Activity: State how many lines in the entries below hold the word "this", with nothing besides the number.

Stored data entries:
··········
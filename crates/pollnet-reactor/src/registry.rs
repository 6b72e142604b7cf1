//! Deferred-mutation bookkeeping for the active socket set.
//!
//! Registration changes made while the active set is being walked are staged
//! in three side sets and merged at the next [`Registry::commit`], so the
//! active set never changes under an iterator.

use indexmap::IndexSet;

use crate::socket::SocketId;

#[derive(Debug, Default)]
pub struct Registry {
    pending_add: IndexSet<SocketId>,
    active: IndexSet<SocketId>,
    pending_close: IndexSet<SocketId>,
    pending_destroy: IndexSet<SocketId>,
}

impl Registry {
    pub fn new() -> Self {
        Self::default()
    }

    /// Stage `id` for activation, cancelling any staged close or destroy.
    pub fn register(&mut self, id: SocketId) {
        self.pending_add.insert(id);
        self.pending_close.shift_remove(&id);
        self.pending_destroy.shift_remove(&id);
    }

    /// Stage `id` for eviction from the active set.
    pub fn deregister(&mut self, id: SocketId) {
        if self.pending_destroy.contains(&id) {
            return;
        }
        self.pending_close.insert(id);
        self.pending_add.shift_remove(&id);
    }

    /// Stage `id` for eviction and deallocation.
    pub fn destroy(&mut self, id: SocketId) {
        self.pending_destroy.insert(id);
        self.pending_add.shift_remove(&id);
        self.pending_close.shift_remove(&id);
    }

    /// Merge staged changes: adds, then destroys, then closes.
    ///
    /// Returns the ids whose storage the caller must now release.
    pub fn commit(&mut self) -> Vec<SocketId> {
        for id in self.pending_add.drain(..) {
            self.active.insert(id);
        }
        let destroyed: Vec<SocketId> = self.pending_destroy.drain(..).collect();
        for id in &destroyed {
            self.active.shift_remove(id);
        }
        for id in self.pending_close.drain(..) {
            self.active.shift_remove(&id);
        }
        destroyed
    }

    /// Snapshot of the active set in insertion order.
    pub fn active_ids(&self) -> Vec<SocketId> {
        self.active.iter().copied().collect()
    }

    pub fn is_active(&self, id: SocketId) -> bool {
        self.active.contains(&id)
    }

    pub fn is_pending_add(&self, id: SocketId) -> bool {
        self.pending_add.contains(&id)
    }

    pub fn is_pending_close(&self, id: SocketId) -> bool {
        self.pending_close.contains(&id)
    }

    pub fn is_pending_destroy(&self, id: SocketId) -> bool {
        self.pending_destroy.contains(&id)
    }

    pub fn active_len(&self) -> usize {
        self.active.len()
    }

    /// True when nothing is active and nothing is staged.
    pub fn is_idle(&self) -> bool {
        self.active.is_empty()
            && self.pending_add.is_empty()
            && self.pending_close.is_empty()
            && self.pending_destroy.is_empty()
    }
}
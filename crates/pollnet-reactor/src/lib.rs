//! # pollnet-reactor
//!
//! Single-threaded socket reactor built on `select(2)`.
//!
//! A [`Reactor`] owns stream and datagram sockets, keeps per-socket
//! inbound/outbound [`ByteBuffer`]s for streams, and turns readiness into
//! lifecycle [`Event`]s delivered to per-socket callbacks. The host drives it
//! by calling [`Reactor::tick`] in a loop.
//!
//! ```no_run
//! use std::time::Duration;
//! use pollnet_reactor::{EventKind, Reactor};
//!
//! let mut reactor = Reactor::new();
//! let server = reactor.tcp();
//! reactor.listen_on(server, "127.0.0.1:7000".parse().unwrap(), None).unwrap();
//! reactor
//!     .on(server, EventKind::Accept, |r, id, _| {
//!         while let Ok(Some(conn)) = r.accept(id) {
//!             let _ = r.on(conn, EventKind::Recv, |r, conn, _| {
//!                 let mut buf = [0u8; 4096];
//!                 let n = r.recv(conn, &mut buf).unwrap_or(0);
//!                 let _ = r.send(conn, &buf[..n]);
//!             });
//!         }
//!     })
//!     .unwrap();
//!
//! loop {
//!     reactor.tick(Duration::from_millis(10));
//! }
//! ```

pub mod addr;
pub mod error;
pub mod event;
pub mod reactor;
pub mod registry;
pub mod select;
pub mod socket;
pub mod timer;

pub use addr::{bind_addr, resolve, AddrProbe};
pub use error::{ReactorError, Result};
pub use event::{Event, EventKind, Interest};
pub use pollnet_buf::ByteBuffer;
pub use reactor::{ConnectStatus, Reactor};
pub use registry::Registry;
pub use select::FD_SETSIZE;
pub use socket::{SockOption, Socket, SocketId, SocketKind, SocketState};
pub use timer::{now_millis, TimerId, TimerScheduler, TimerTick};
//! Ping frames: a length-prefixed body of sequence number and send time.

use anyhow::{bail, Result};
use pollnet_buf::ByteBuffer;

/// Body bytes: u32 sequence + u64 milliseconds, both big-endian.
pub const FRAME_BODY: usize = 12;

#[derive(Debug, Clone, Copy, PartialEq, Eq)]
pub struct Frame {
    pub seq: u32,
    pub sent_ms: u64,
}

impl Frame {
    pub fn encode(&self, out: &mut ByteBuffer) -> Result<()> {
        let mut body = ByteBuffer::with_block_size(FRAME_BODY + 1);
        body.write_u32(self.seq)?;
        body.write_u64(self.sent_ms)?;
        out.write_blob(body.as_slice())?;
        Ok(())
    }

    /// Next complete frame in `inbuf`, or `None` until one has arrived.
    pub fn decode(inbuf: &mut ByteBuffer) -> Result<Option<Frame>> {
        let Some(body) = inbuf.read_blob() else {
            return Ok(None);
        };
        if body.len() != FRAME_BODY {
            bail!("frame body is {} bytes, expected {}", body.len(), FRAME_BODY);
        }
        let seq = u32::from_be_bytes(body[..4].try_into()?);
        let sent_ms = u64::from_be_bytes(body[4..].try_into()?);
        Ok(Some(Frame { seq, sent_ms }))
    }
}
//! Readiness interest and lifecycle events.

use std::fmt;
use std::io;
use std::str::FromStr;

bitflags::bitflags! {
    /// Readiness classes a socket cares about, or that the last wait observed.
    #[derive(Debug, Clone, Copy, PartialEq, Eq, Hash)]
    pub struct Interest: u8 {
        const RECV = 0b0001;
        const SEND = 0b0010;
        const ERROR = 0b0100;
        const ALL = Self::RECV.bits() | Self::SEND.bits() | Self::ERROR.bits();
    }
}

/// Names of the per-socket callback slots.
#[derive(Debug, Clone, Copy, PartialEq, Eq, Hash)]
pub enum EventKind {
    Connect,
    Accept,
    Recv,
    Send,
    Close,
    Poll,
    Error,
}

impl EventKind {
    pub const COUNT: usize = 7;

    pub const ALL: [EventKind; Self::COUNT] = [
        EventKind::Connect,
        EventKind::Accept,
        EventKind::Recv,
        EventKind::Send,
        EventKind::Close,
        EventKind::Poll,
        EventKind::Error,
    ];

    pub(crate) fn slot(self) -> usize {
        self as usize
    }

    pub fn as_str(&self) -> &'static str {
        match self {
            EventKind::Connect => "connect",
            EventKind::Accept => "accept",
            EventKind::Recv => "recv",
            EventKind::Send => "send",
            EventKind::Close => "close",
            EventKind::Poll => "poll",
            EventKind::Error => "error",
        }
    }
}

impl fmt::Display for EventKind {
    fn fmt(&self, f: &mut fmt::Formatter<'_>) -> fmt::Result {
        f.write_str(self.as_str())
    }
}

impl FromStr for EventKind {
    type Err = String;

    fn from_str(s: &str) -> Result<Self, Self::Err> {
        EventKind::ALL
            .into_iter()
            .find(|kind| kind.as_str().eq_ignore_ascii_case(s))
            .ok_or_else(|| format!("unknown event: {}", s))
    }
}

/// What a callback is being told about.
#[derive(Debug, Clone, PartialEq, Eq)]
pub enum Event {
    /// Outcome of an outbound connect.
    Connect { ok: bool },
    /// A listening socket has a connection waiting for `accept`.
    Accept,
    /// Bytes appended to the inbound buffer this tick. Datagram sockets
    /// report 0: a datagram is ready for `recv_from`.
    Recv { bytes: usize },
    /// Bytes flushed from the outbound buffer this tick.
    Send { bytes: usize },
    Close,
    /// Fired for every active socket on every tick, ready or not.
    Poll,
    /// A fatal error is about to close the socket.
    Error {
        kind: io::ErrorKind,
        code: Option<i32>,
    },
}

impl Event {
    pub fn kind(&self) -> EventKind {
        match self {
            Event::Connect { .. } => EventKind::Connect,
            Event::Accept => EventKind::Accept,
            Event::Recv { .. } => EventKind::Recv,
            Event::Send { .. } => EventKind::Send,
            Event::Close => EventKind::Close,
            Event::Poll => EventKind::Poll,
            Event::Error { .. } => EventKind::Error,
        }
    }

    pub(crate) fn from_io(err: &io::Error) -> Self {
        Event::Error {
            kind: err.kind(),
            code: err.raw_os_error(),
        }
    }
}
··········
Answer for the task: 2